• Mondo
  • Martedì 10 febbraio 2015

Ad Haiti si protesta ancora

Stavolta il motivo è il prezzo del carburante ma l'obiettivo vero è il presidente Michel Martelly, che da gennaio governa per decreto

Police fire tear gas towards protesters during a protest march in Port-au-Prince, Haiti, Saturday, Feb. 7, 2015. Several thousand protesters marched through Haiti's capital to demand lower gas prices and the ouster of President Michel Martelly. ( AP Photo/Dieu Nalio Chery)
Police fire tear gas towards protesters during a protest march in Port-au-Prince, Haiti, Saturday, Feb. 7, 2015. Several thousand protesters marched through Haiti's capital to demand lower gas prices and the ouster of President Michel Martelly. ( AP Photo/Dieu Nalio Chery)
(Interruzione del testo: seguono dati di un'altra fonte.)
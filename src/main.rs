use clap::{Parser, Subcommand};
use clap_verbosity_flag::{Verbosity, WarnLevel};
use dotchk_site::{config, output};
use std::path::PathBuf;
use url::Url;

/// Config files to layer, lowest priority first.
#[derive(clap::Args, Clone)]
struct LayerArgs {
    /// Config files (.toml or .json); later files override earlier ones
    files: Vec<PathBuf>,
}

#[derive(Parser)]
#[command(name = "dotchk-site")]
#[command(about = "Validate and normalize the dotchk.org site build config")]
#[command(long_about = "\
Validate and normalize the dotchk.org site build config

Config files are layered on top of the stock defaults in the order given.
Each file only needs the keys it wants to override:

  site.toml          # site = \"https://dotchk.org\"
  deploy.json        # {\"base\": \"/preview/\"}

Run 'dotchk-site gen-config' to generate a documented site.toml.")]
#[command(version)]
struct Cli {
    #[command(flatten)]
    verbose: Verbosity<WarnLevel>,

    #[command(subcommand)]
    command: Command,
}

#[derive(Subcommand)]
enum Command {
    /// Resolve the config and print a summary
    Check(LayerArgs),
    /// Print the resolved config as JSON for the build tool
    Resolve(LayerArgs),
    /// Check whether a remote image URL is allowed by the image config
    ImageAllowed {
        /// Remote image URL
        url: Url,
        #[command(flatten)]
        layers: LayerArgs,
    },
    /// Print a stock site.toml with all options documented
    GenConfig,
}

fn main() -> Result<(), Box<dyn std::error::Error>> {
    let cli = Cli::parse();

    env_logger::Builder::new()
        .filter_level(cli.verbose.log_level_filter())
        .format_timestamp(None)
        .init();

    match cli.command {
        Command::Check(layers) => {
            let site_config = config::load_layered(&layers.files)?;
            output::print_check_output(&site_config, &layers.files);
            println!("==> Config is valid");
        }
        Command::Resolve(layers) => {
            let site_config = config::load_layered(&layers.files)?;
            println!("{}", site_config.to_json()?);
        }
        Command::ImageAllowed { url, layers } => {
            let site_config = config::load_layered(&layers.files)?;
            if site_config.image.is_remote_allowed(&url) {
                println!("allowed: {url}");
            } else {
                println!("blocked: {url}");
                std::process::exit(1);
            }
        }
        Command::GenConfig => {
            print!("{}", config::stock_config_toml());
        }
    }

    Ok(())
}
Da diversi giorni ad Haiti si protesta contro l’aumento del prezzo del carburante: nelle ultime 48 ore i partiti di opposizione e un sindacato di trasportatori hanno proclamato uno sciopero costruendo delle barriere con pneumatici e altro materiale lungo le principali vie di accesso al centro di Port-au-Prince, la capitale. Lunedì 9 febbraio ci sono stati anche violenti scontri con la polizia: diverse persone sono rimaste ferite e una ventina di manifestanti sono stati arrestati. Gli agenti hanno usato cannoni ad acqua e gas lacrimogeni per disperdere la folla.

A seguito delle prime proteste il governo ha abbassato i prezzi del carburante, ma i manifestanti chiedono una riduzione più alta che arrivi almeno al 50 per cento del totale, a seguito anche del calo del prezzo del petrolio degli ultimi sei mesi: sostengono che il costo della vita nel paese sia in costante aumento e che larghe fasce della popolazione vivano in povertà. Il governo ha detto che le proteste potrebbero danneggiare la già fragile economia del paese e creare «conseguenze devastanti per le persone più vulnerabili». Il primo ministro Evans Paul (nominato alla fine del 2014) ha chiesto a tutti di stare calmi e ha detto che il governo «non può abbassare il prezzo della benzina: non è che non vogliamo, è che non siamo in grado di farlo».

Haiti è un paese che occupa la parte occidentale di una piccola isola delle Antille, nei Caraibi, e che vive da tempo una grave crisi umanitaria anche a causa del terremoto del 2010 che uccise oltre 220 mila persone. Oggi Haiti è anche il paese delle Americhe con il più basso indice di sviluppo umano, cioè un indice comparativo dello sviluppo dei vari paesi, calcolato tenendo conto di diversi fattori (aspettativa di vita, istruzione e reddito nazionale lordo pro capite).

Le proteste per i prezzi del carburante degli ultimi giorni si mescolano e si confondono con un’altra richiesta che prosegue da mesi: quella delle dimissioni del presidente Michel Martelly. Martelly è il leader del partito Réponse paysanne ed è un ex cantante noto con il nome «Micky le doux» (“Micky il dolce”): è appoggiato da Stati Uniti, Brasile, Canada e Unione Europea e dallo scorso 14 gennaio governa per decreto, da quando cioè il Parlamento è stato sciolto in seguito al fallimento di un accordo sulla nuova legge elettorale. Cinque giorni dopo Martelly ha annunciato la formazione di un nuovo governo. Ad Haiti non si tengono elezioni politiche o municipali da tre anni. Le manifestazioni anti-governative si sono intensificate negli ultimi mesi del 2014 e sono mano a mano diventate più violente, con i soldati delle Nazioni Unite presenti nel paese che hanno sparato in aria per disperdere la folla e la polizia che ha arrestato diverse persone.